[Saved data entries]

◇ ◇ ◇ ◇ ◇ ◇ ◇

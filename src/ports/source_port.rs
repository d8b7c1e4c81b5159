// Copyright 2026 Google LLC
//
// Licensed under the Apache License, Version 2.0 (the "License");
// you may not use this file except in compliance with the License.
// You may obtain a copy of the License at
//
//      http://www.apache.org/licenses/LICENSE-2.0
//
// Unless required by applicable law or agreed to in writing, software
// distributed under the License is distributed on an "AS IS" BASIS,
// WITHOUT WARRANTIES OR CONDITIONS OF ANY KIND, either express or implied.
// See the License for the specific language governing permissions and
// limitations under the License.

//! # Source Port
//!
//! In Hexagonal Architecture, a **Port** is like a "Slot" or a "Contract".
//!
//! This Port defines what it means to "read query results" from the source
//! database. The extract jobs and the schema validator only ever see this
//! trait, so tests can plug in an in-memory source instead of Oracle.

use crate::domain::errors::Result;
use crate::domain::values::SourceValue;

/// A result column as reported by the source driver.
#[derive(Debug, Clone, PartialEq)]
pub struct ColumnDescriptor {
    pub name: String,
    /// Driver type name, informational only (e.g. "NUMBER(10)").
    pub type_name: String,
}

impl ColumnDescriptor {
    pub fn new(name: &str, type_name: &str) -> Self {
        Self {
            name: name.to_string(),
            type_name: type_name.to_string(),
        }
    }
}

/// A fully fetched query result.
#[derive(Debug, Clone, Default, PartialEq)]
pub struct ResultSet {
    pub columns: Vec<ColumnDescriptor>,
    pub rows: Vec<Vec<SourceValue>>,
}

/// `SourcePort` runs operator-authored SELECT text as-is.
///
/// `Send + Sync` lets the runtime share one adapter behind an `Arc`.
pub trait SourcePort: Send + Sync {
    /// Executes the query and fetches every row.
    fn execute(&self, query: &str) -> Result<ResultSet>;

    /// Returns the projected columns without fetching rows.
    fn describe(&self, query: &str) -> Result<Vec<ColumnDescriptor>>;
}
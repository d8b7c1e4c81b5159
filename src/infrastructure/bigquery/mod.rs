// Copyright 2026 Google LLC
//
// Licensed under the Apache License, Version 2.0 (the "License");
// you may not use this file except in compliance with the License.
// You may obtain a copy of the License at
//
//      http://www.apache.org/licenses/LICENSE-2.0
//
// Unless required by applicable law or agreed to in writing, software
// distributed under the License is distributed on an "AS IS" BASIS,
// WITHOUT WARRANTIES OR CONDITIONS OF ANY KIND, either express or implied.
// See the License for the specific language governing permissions and
// limitations under the License.

pub mod auth;
pub mod rest_client;
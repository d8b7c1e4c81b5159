// Copyright 2026 Google LLC
//
// Licensed under the Apache License, Version 2.0 (the "License");
// you may not use this file except in compliance with the License.
// You may obtain a copy of the License at
//
//      http://www.apache.org/licenses/LICENSE-2.0
//
// Unless required by applicable law or agreed to in writing, software
// distributed under the License is distributed on an "AS IS" BASIS,
// WITHOUT WARRANTIES OR CONDITIONS OF ANY KIND, either express or implied.
// See the License for the specific language governing permissions and
// limitations under the License.

pub mod extract_job;
pub mod hook_runner;
pub mod orchestrator;
pub mod runtime;
pub mod schema_validator;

◇ ◇ ◇ ◇ ◇ ◇ ◇

#### [TASK TO CARRY OUT]
Go through the entries above and report each line with the string "PartialEq" in it.

#### [ANSWER TO THE PROBLEM]
#[derive(Debug, Clone, PartialEq)]
#[derive(Debug, Clone, Default, PartialEq)]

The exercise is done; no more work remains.